Am I eligible? Why financial assistance policies vary drastically between states
Jacqueline Powers is an intern at the Lown Institute and undergraduate student at Tufts University. As an intern on the Hospital Billing & Collection Practices team, she studied state-level policies around financial assistance eligibility.
Suppose you are an individual who makes $21,870 per year, or 150% of the federal poverty level (FPL), and have come to the hospital for treatment. Would you be eligible for financial assistance to help these expenses? It depends on where you live.
If you live in Rhode Island, your total cost would be covered, thanks to state legislation mandating that hospitals provide free care for those making up to 200% FPL. However, if you live in Arkansas, you are not guaranteed any financial assistance.

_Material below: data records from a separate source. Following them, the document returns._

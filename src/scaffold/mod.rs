//! Starter project scaffolding.
//!
//! `init` drops a minimal working tree into a directory: a `.env` file, a
//! before-script that exports it, a shared headers file and a sample request
//! that resolves against them.

use crate::config::RestreeConfig;
use std::fs::OpenOptions;
use std::io::{self, Write};
use std::path::{Path, PathBuf};
use thiserror::Error;

const ENV_FILE_NAME: &str = ".env";
const SAMPLE_REQUEST_FILE_NAME: &str = "hello.http";

const ENV_FILE: &str = "host=http://localhost\n";

const HEADERS_FILE: &str = "Accept: */*\nCache-Control: no-cache\nConnection: keep-alive\n";

const BEFORE_SCRIPT: &str = "#!/bin/sh\n\ncat .env\n";

const SAMPLE_REQUEST: &str = "POST {{host}}/hello\n\nContent-Type: application/json\n\n{\n\t\"message\": \"Hello world!\"\n}\n";

/// Errors raised while scaffolding.
#[derive(Debug, Error)]
pub enum ScaffoldError {
    /// A file the scaffold would write is already present.
    #[error("{} already exists", .0.display())]
    AlreadyExists(PathBuf),

    /// Writing a file failed.
    #[error("unable to create {}: {source}", .path.display())]
    Io {
        /// File being written
        path: PathBuf,
        /// Underlying I/O error
        source: io::Error,
    },
}

/// Writes the starter files into `dir` and returns their paths.
///
/// Nothing is written if any of the files already exists.
pub fn init(dir: &Path, config: &RestreeConfig) -> Result<Vec<PathBuf>, ScaffoldError> {
    let files = [
        (ENV_FILE_NAME, ENV_FILE, false),
        (config.headers_file_name.as_str(), HEADERS_FILE, false),
        (config.before_script_file_name.as_str(), BEFORE_SCRIPT, true),
        (SAMPLE_REQUEST_FILE_NAME, SAMPLE_REQUEST, false),
    ];

    if let Some((name, _, _)) = files.iter().find(|(name, _, _)| dir.join(name).exists()) {
        return Err(ScaffoldError::AlreadyExists(dir.join(name)));
    }

    let mut written = Vec::with_capacity(files.len());
    for (name, content, executable) in files {
        let path = dir.join(name);
        write_new(&path, content, executable).map_err(|source| match source.kind() {
            io::ErrorKind::AlreadyExists => ScaffoldError::AlreadyExists(path.clone()),
            _ => ScaffoldError::Io {
                path: path.clone(),
                source,
            },
        })?;
        log::debug!("created {}", path.display());
        written.push(path);
    }

    Ok(written)
}

fn write_new(path: &Path, content: &str, executable: bool) -> io::Result<()> {
    let mut options = OpenOptions::new();
    options.write(true).create_new(true);

    #[cfg(unix)]
    {
        use std::os::unix::fs::OpenOptionsExt;
        options.mode(if executable { 0o770 } else { 0o660 });
    }
    #[cfg(not(unix))]
    let _ = executable;

    let mut file = options.open(path)?;
    file.write_all(content.as_bytes())
}
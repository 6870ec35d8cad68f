//! Configuration loading for restree.
//!
//! Configuration is read from an optional JSON file and merged with defaults.
//! There is no global instance: callers load a [`RestreeConfig`] once and pass
//! it to the pieces that need it.

pub mod schema;

pub use schema::RestreeConfig;

use std::fs;
use std::io;
use std::path::{Path, PathBuf};
use thiserror::Error;

/// Errors that can occur while loading configuration.
#[derive(Debug, Error)]
pub enum ConfigError {
    /// The configuration file could not be read.
    #[error("unable to read config file {}: {source}", .path.display())]
    Io {
        /// Path of the configuration file
        path: PathBuf,
        /// Underlying I/O error
        source: io::Error,
    },

    /// The configuration file is not valid JSON for the schema.
    #[error("unable to parse config file {}: {source}", .path.display())]
    Json {
        /// Path of the configuration file
        path: PathBuf,
        /// Underlying JSON error
        source: serde_json::Error,
    },

    /// The configuration parsed but holds invalid values.
    #[error("invalid configuration: {0}")]
    Invalid(String),
}

/// Loads configuration from a JSON file, or returns the defaults when `path` is `None`.
///
/// Settings missing from the file keep their defaults. The result is validated
/// before it is returned.
///
/// # Example
///
/// ```no_run
/// use restree::config::load_config;
/// use std::path::Path;
///
/// let config = load_config(Some(Path::new("restree.json"))).unwrap();
/// println!("headers file: {}", config.headers_file_name);
/// ```
pub fn load_config(path: Option<&Path>) -> Result<RestreeConfig, ConfigError> {
    let config = match path {
        Some(path) => {
            let content = fs::read_to_string(path).map_err(|source| ConfigError::Io {
                path: path.to_path_buf(),
                source,
            })?;
            parse_config(&content).map_err(|source| ConfigError::Json {
                path: path.to_path_buf(),
                source,
            })?
        }
        None => RestreeConfig::default(),
    };

    config.validate().map_err(ConfigError::Invalid)?;
    log::debug!("loaded configuration: {:?}", config);

    Ok(config)
}

/// Parses configuration JSON. An empty document yields the defaults.
pub fn parse_config(content: &str) -> Result<RestreeConfig, serde_json::Error> {
    if content.trim().is_empty() {
        return Ok(RestreeConfig::default());
    }
    serde_json::from_str(content)
}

Additionally, many states use other factors besides income to determine eligibility such as type of hospital, insurance status, residency, and type of services. For example, in Indiana, free care is only given to eligible individuals whose condition is so severe that a lack of medical attention would result in death or serious impairment. There is a clear variability among states in determining financial assistance policies.
Health care services are expensive, and financial assistance policies play a role in whether an individual can afford care. However, there is no federal standard for eligibility based on income, and only some states have requirements of their own. That creates a patchwork of policies, with some states requiring more generous policies than others. For example, in order to qualify for discounted care in Connecticut, patients must be uninsured and have family income under 250% of the FPL. This is a low cutoff compared to other states such as California, Oregon, and Washington, all of which mandate free or discounted care for most individuals with an income less than 400% of the FPL.
What explains these differences in policies among states? One might think it’s because the cost of living and income levels are very different across the country. However, I am not convinced that this is the primary reason. According to Forbes, Hawaii is the state with the both the highest cost of living and least amount of disposable income in the country. To my surprise, Hawaii does not have any requirements for hospital financial assistance policies.
A more stark comparison is between Massachusetts, which is ranked 2nd for the highest cost of living, and Oklahoma, which is ranked 47th. Massachusetts policy states that patients are eligible for free care if they make under 150% FPL and discounted care if they make below 300% of the FPL. Oklahoma also has a required discount for patients with incomes below 300% of the FPL if they are uninsured. It is shocking to me that two states with such different costs of living and income levels have the same cutoff for financial assistance. This signals to me that the cost of living is not the primary consideration in these policies and that states have other motivations. For one, political obstacles may preclude requirements for generous financial assistance in states where welfare is a divisive topic.
I feel that there needs to be more pressure on states to create equitable financial assistance policies. Not providing financial assistance in hospitals pushes people away from accessing treatments, which can contribute to the progression of worse health outcomes that disproportionately impact low income individuals. Everyone should have the right to health care, and state financial assistance policies are an opportunity to expand health equity. States have the responsibility to keep their residents healthy no matter their ability to pay.